Showing posts with label George Jackson. Show all posts
Showing posts with label George Jackson. Show all posts

Sunday, April 08, 2018

'Hello, George? Orchestre de Paris here....'

The other week, conductor George Jackson's account of his last-minute close encounter with the LSO, some lost Ubers and a banana case became my fourth most popular post ever on JDCMB (behind only the London Hamburger Orchestra, the story of Enescu and an interview with the divine Cecilia). So when he called up and said 'You're not going to believe what happened the other day', I thought he'd better tell us about it.... JD

Remember the Horse...
George Jackson to the rescue, once again

George Jackson
Photo: A.P. Wilding
It’s another Sunday morning, but this time, a more civilised 10:30am.

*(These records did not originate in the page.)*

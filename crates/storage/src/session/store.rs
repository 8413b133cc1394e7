//! Storage trait for session records, active-session pointers and the
//! invalidation log.
//!
//! # Record Lifecycle
//!
//! ```text
//! ┌─────────────┐  retire_if_active   ┌─────────────┐
//! │   Active    │────────────────────►│  Inactive   │
//! │             │   (exactly once,    │ (permanent) │
//! │             │  + 1 invalidation)  │             │
//! └─────────────┘                     └─────────────┘
//! ```
//!
//! # Usage
//!
//! ```no_run
//! use chrono::Utc;
//! use tokenward_storage::{InvalidationReason, SessionId, SessionStore, StorageResult};
//!
//! async fn log_off<S: SessionStore>(store: &S, session_id: &SessionId) -> StorageResult<()> {
//!     store.retire_if_active(session_id, InvalidationReason::Logoff, Utc::now()).await?;
//!     Ok(())
//! }
//! ```

use std::{
    collections::{HashMap, HashSet},
    sync::Arc,
};

use async_trait::async_trait;
use chrono::{DateTime, Utc};
use parking_lot::RwLock;

use super::record::{ActiveSession, InvalidationReason, InvalidationRecord, SessionRecord};
use crate::{
    error::{StorageError, StorageResult},
    types::{SessionId, UserId},
};

/// Persistence for the three session tables.
///
/// The store is the single source of truth for session liveness. Its one
/// hard requirement is that [`retire_if_active`](Self::retire_if_active)
/// is a compare-and-swap: the check of the `active` flag, the flip, and the
/// append of the invalidation entry happen as one operation.
#[async_trait]
pub trait SessionStore: Send + Sync {
    /// Inserts new session records as one write.
    ///
    /// # Errors
    ///
    /// Returns [`StorageError::Conflict`] if any id already exists or appears
    /// twice in `records`; in that case none of the records are stored.
    async fn insert_sessions(&self, records: &[SessionRecord]) -> StorageResult<()>;

    /// Retrieves a session record by id.
    async fn get_session(&self, session_id: &SessionId) -> StorageResult<Option<SessionRecord>>;

    /// Lists a user's session records in insertion order.
    async fn sessions_for_user(&self, user_id: &UserId) -> StorageResult<Vec<SessionRecord>>;

    /// Marks a record inactive and appends its invalidation entry, if and
    /// only if it is still active.
    ///
    /// Returns the record as it is after retirement.
    ///
    /// # Errors
    ///
    /// - [`StorageError::NotFound`] if no record has this id
    /// - [`StorageError::Conflict`] if the record is already inactive
    async fn retire_if_active(
        &self,
        session_id: &SessionId,
        reason: InvalidationReason,
        at: DateTime<Utc>,
    ) -> StorageResult<SessionRecord>;

    /// Retires several records, one result per input in the same order.
    ///
    /// The default implementation calls
    /// [`retire_if_active`](Self::retire_if_active) sequentially.
    async fn retire_many(
        &self,
        session_ids: &[SessionId],
        reason: InvalidationReason,
        at: DateTime<Utc>,
    ) -> Vec<StorageResult<SessionRecord>> {
        let mut results = Vec::with_capacity(session_ids.len());
        for session_id in session_ids {
            results.push(self.retire_if_active(session_id, reason, at).await);
        }
        results
    }

    /// Lists active records created strictly before `cutoff`.
    async fn active_sessions_created_before(
        &self,
        cutoff: DateTime<Utc>,
    ) -> StorageResult<Vec<SessionRecord>>;

    /// Lists active records whose `expires_at` is at or before `now`.
    async fn active_sessions_expired_by(
        &self,
        now: DateTime<Utc>,
    ) -> StorageResult<Vec<SessionRecord>>;

    /// Creates or replaces the user's active-session pointer.
    async fn put_active_pointer(&self, pointer: &ActiveSession) -> StorageResult<()>;

    /// Reads the user's active-session pointer.
    async fn get_active_pointer(&self, user_id: &UserId) -> StorageResult<Option<ActiveSession>>;

    /// Removes the user's active-session pointer. Returns whether one existed.
    async fn delete_active_pointer(&self, user_id: &UserId) -> StorageResult<bool>;

    /// Lists invalidation entries for one session.
    async fn invalidations_for_session(
        &self,
        session_id: &SessionId,
    ) -> StorageResult<Vec<InvalidationRecord>>;

    /// Lists invalidation entries for one user, oldest first.
    async fn invalidations_for_user(
        &self,
        user_id: &UserId,
    ) -> StorageResult<Vec<InvalidationRecord>>;
}

#[async_trait]
impl<S: SessionStore + ?Sized> SessionStore for Arc<S> {
    async fn insert_sessions(&self, records: &[SessionRecord]) -> StorageResult<()> {
        (**self).insert_sessions(records).await
    }

    async fn get_session(&self, session_id: &SessionId) -> StorageResult<Option<SessionRecord>> {
        (**self).get_session(session_id).await
    }

    async fn sessions_for_user(&self, user_id: &UserId) -> StorageResult<Vec<SessionRecord>> {
        (**self).sessions_for_user(user_id).await
    }

    async fn retire_if_active(
        &self,
        session_id: &SessionId,
        reason: InvalidationReason,
        at: DateTime<Utc>,
    ) -> StorageResult<SessionRecord> {
        (**self).retire_if_active(session_id, reason, at).await
    }

    async fn retire_many(
        &self,
        session_ids: &[SessionId],
        reason: InvalidationReason,
        at: DateTime<Utc>,
    ) -> Vec<StorageResult<SessionRecord>> {
        (**self).retire_many(session_ids, reason, at).await
    }

    async fn active_sessions_created_before(
        &self,
        cutoff: DateTime<Utc>,
    ) -> StorageResult<Vec<SessionRecord>> {
        (**self).active_sessions_created_before(cutoff).await
    }

    async fn active_sessions_expired_by(
        &self,
        now: DateTime<Utc>,
    ) -> StorageResult<Vec<SessionRecord>> {
        (**self).active_sessions_expired_by(now).await
    }

    async fn put_active_pointer(&self, pointer: &ActiveSession) -> StorageResult<()> {
        (**self).put_active_pointer(pointer).await
    }

    async fn get_active_pointer(&self, user_id: &UserId) -> StorageResult<Option<ActiveSession>> {
        (**self).get_active_pointer(user_id).await
    }

    async fn delete_active_pointer(&self, user_id: &UserId) -> StorageResult<bool> {
        (**self).delete_active_pointer(user_id).await
    }

    async fn invalidations_for_session(
        &self,
        session_id: &SessionId,
    ) -> StorageResult<Vec<InvalidationRecord>> {
        (**self).invalidations_for_session(session_id).await
    }

    async fn invalidations_for_user(
        &self,
        user_id: &UserId,
    ) -> StorageResult<Vec<InvalidationRecord>> {
        (**self).invalidations_for_user(user_id).await
    }
}

#[derive(Debug, Default)]
struct Tables {
    sessions: HashMap<SessionId, SessionRecord>,
    /// Session ids per user, in insertion order.
    by_user: HashMap<UserId, Vec<SessionId>>,
    pointers: HashMap<UserId, ActiveSession>,
    invalidations: Vec<InvalidationRecord>,
}

/// In-memory implementation of [`SessionStore`].
///
/// All three tables live behind one [`parking_lot::RwLock`], so every
/// method is atomic with respect to every other. Clones share state.
///
/// # Examples
///
/// ```
/// use chrono::{Duration, Utc};
/// use tokenward_storage::{
///     InvalidationReason, MemorySessionStore, SessionRecord, SessionScope, SessionStore,
/// };
///
/// #[tokio::main]
/// async fn main() -> Result<(), Box<dyn std::error::Error>> {
///     let store = MemorySessionStore::new();
///     let now = Utc::now();
///     let record = SessionRecord::builder()
///         .user_id("u-1")
///         .scope(SessionScope::Login)
///         .created_at(now)
///         .expires_at(now + Duration::minutes(15))
///         .build();
///
///     store.insert_sessions(&[record.clone()]).await?;
///     let retired =
///         store.retire_if_active(&record.session_id, InvalidationReason::Logoff, now).await?;
///     assert!(!retired.active);
///
///     Ok(())
/// }
/// ```
#[derive(Debug, Default, Clone)]
pub struct MemorySessionStore {
    tables: Arc<RwLock<Tables>>,
}

impl MemorySessionStore {
    /// Creates a new empty in-memory store.
    #[must_use]
    pub fn new() -> Self {
        Self::default()
    }
}

#[async_trait]
impl SessionStore for MemorySessionStore {
    #[tracing::instrument(skip(self, records), fields(count = records.len()))]
    async fn insert_sessions(&self, records: &[SessionRecord]) -> StorageResult<()> {
        let mut tables = self.tables.write();

        // Validate every id before mutating
        let mut batch = HashSet::with_capacity(records.len());
        for record in records {
            if tables.sessions.contains_key(&record.session_id) || !batch.insert(&record.session_id)
            {
                return Err(StorageError::conflict());
            }
        }

        for record in records {
            tables
                .by_user
                .entry(record.user_id.clone())
                .or_default()
                .push(record.session_id.clone());
            tables.sessions.insert(record.session_id.clone(), record.clone());
        }
        Ok(())
    }

    #[tracing::instrument(skip(self))]
    async fn get_session(&self, session_id: &SessionId) -> StorageResult<Option<SessionRecord>> {
        Ok(self.tables.read().sessions.get(session_id).cloned())
    }

    #[tracing::instrument(skip(self))]
    async fn sessions_for_user(&self, user_id: &UserId) -> StorageResult<Vec<SessionRecord>> {
        let tables = self.tables.read();
        let records: Vec<SessionRecord> = tables
            .by_user
            .get(user_id)
            .map(|ids| ids.iter().filter_map(|id| tables.sessions.get(id).cloned()).collect())
            .unwrap_or_default();
        Ok(records)
    }

    /// Check, flip and append all happen under a single write lock.
    #[tracing::instrument(skip(self))]
    async fn retire_if_active(
        &self,
        session_id: &SessionId,
        reason: InvalidationReason,
        at: DateTime<Utc>,
    ) -> StorageResult<SessionRecord> {
        let mut tables = self.tables.write();

        let record = tables
            .sessions
            .get_mut(session_id)
            .ok_or_else(|| StorageError::not_found(session_id.as_str()))?;
        if !record.active {
            return Err(StorageError::conflict());
        }
        record.active = false;
        let retired = record.clone();

        tables.invalidations.push(InvalidationRecord {
            user_id: retired.user_id.clone(),
            session_id: retired.session_id.clone(),
            invalidated_at: at,
            reason,
        });
        Ok(retired)
    }

    #[tracing::instrument(skip(self))]
    async fn active_sessions_created_before(
        &self,
        cutoff: DateTime<Utc>,
    ) -> StorageResult<Vec<SessionRecord>> {
        let tables = self.tables.read();
        let mut records: Vec<SessionRecord> = tables
            .sessions
            .values()
            .filter(|record| record.active && record.created_at < cutoff)
            .cloned()
            .collect();
        records.sort_by(|a, b| a.created_at.cmp(&b.created_at));
        Ok(records)
    }

    #[tracing::instrument(skip(self))]
    async fn active_sessions_expired_by(
        &self,
        now: DateTime<Utc>,
    ) -> StorageResult<Vec<SessionRecord>> {
        let tables = self.tables.read();
        let mut records: Vec<SessionRecord> = tables
            .sessions
            .values()
            .filter(|record| record.active && record.expires_at <= now)
            .cloned()
            .collect();
        records.sort_by(|a, b| a.expires_at.cmp(&b.expires_at));
        Ok(records)
    }

    #[tracing::instrument(skip(self, pointer), fields(user_id = %pointer.user_id))]
    async fn put_active_pointer(&self, pointer: &ActiveSession) -> StorageResult<()> {
        self.tables.write().pointers.insert(pointer.user_id.clone(), pointer.clone());
        Ok(())
    }

    #[tracing::instrument(skip(self))]
    async fn get_active_pointer(&self, user_id: &UserId) -> StorageResult<Option<ActiveSession>> {
        Ok(self.tables.read().pointers.get(user_id).cloned())
    }

    #[tracing::instrument(skip(self))]
    async fn delete_active_pointer(&self, user_id: &UserId) -> StorageResult<bool> {
        Ok(self.tables.write().pointers.remove(user_id).is_some())
    }

    #[tracing::instrument(skip(self))]
    async fn invalidations_for_session(
        &self,
        session_id: &SessionId,
    ) -> StorageResult<Vec<InvalidationRecord>> {
        let tables = self.tables.read();
        Ok(tables
            .invalidations
            .iter()
            .filter(|entry| &entry.session_id == session_id)
            .cloned()
            .collect())
    }

    #[tracing::instrument(skip(self))]
    async fn invalidations_for_user(
        &self,
        user_id: &UserId,
    ) -> StorageResult<Vec<InvalidationRecord>> {
        let tables = self.tables.read();
        Ok(tables.invalidations.iter().filter(|entry| &entry.user_id == user_id).cloned().collect())
    }
}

And it’s Easter.  I have had an interesting weekend, beginning with fulfilling my role as ‘best man’ for a good friend (go-karting in Tower Bridge and a barbecue-style feast in East London for the stag) and complemented by listening to my local church choir singing the gorgeous Fauré Requiem for Easter Saturday.

I am sipping coffee and very slowly packing my case for a week in Paris, this time, working with my mentor, Daniel Harding, as second conductor for the gargantuan Ives Fourth Symphony (which requires three conductors).  I decide to check-in with the maestro by text, since he likes us to meet half an hour or so before each rehearsal in the Conductor’s Room.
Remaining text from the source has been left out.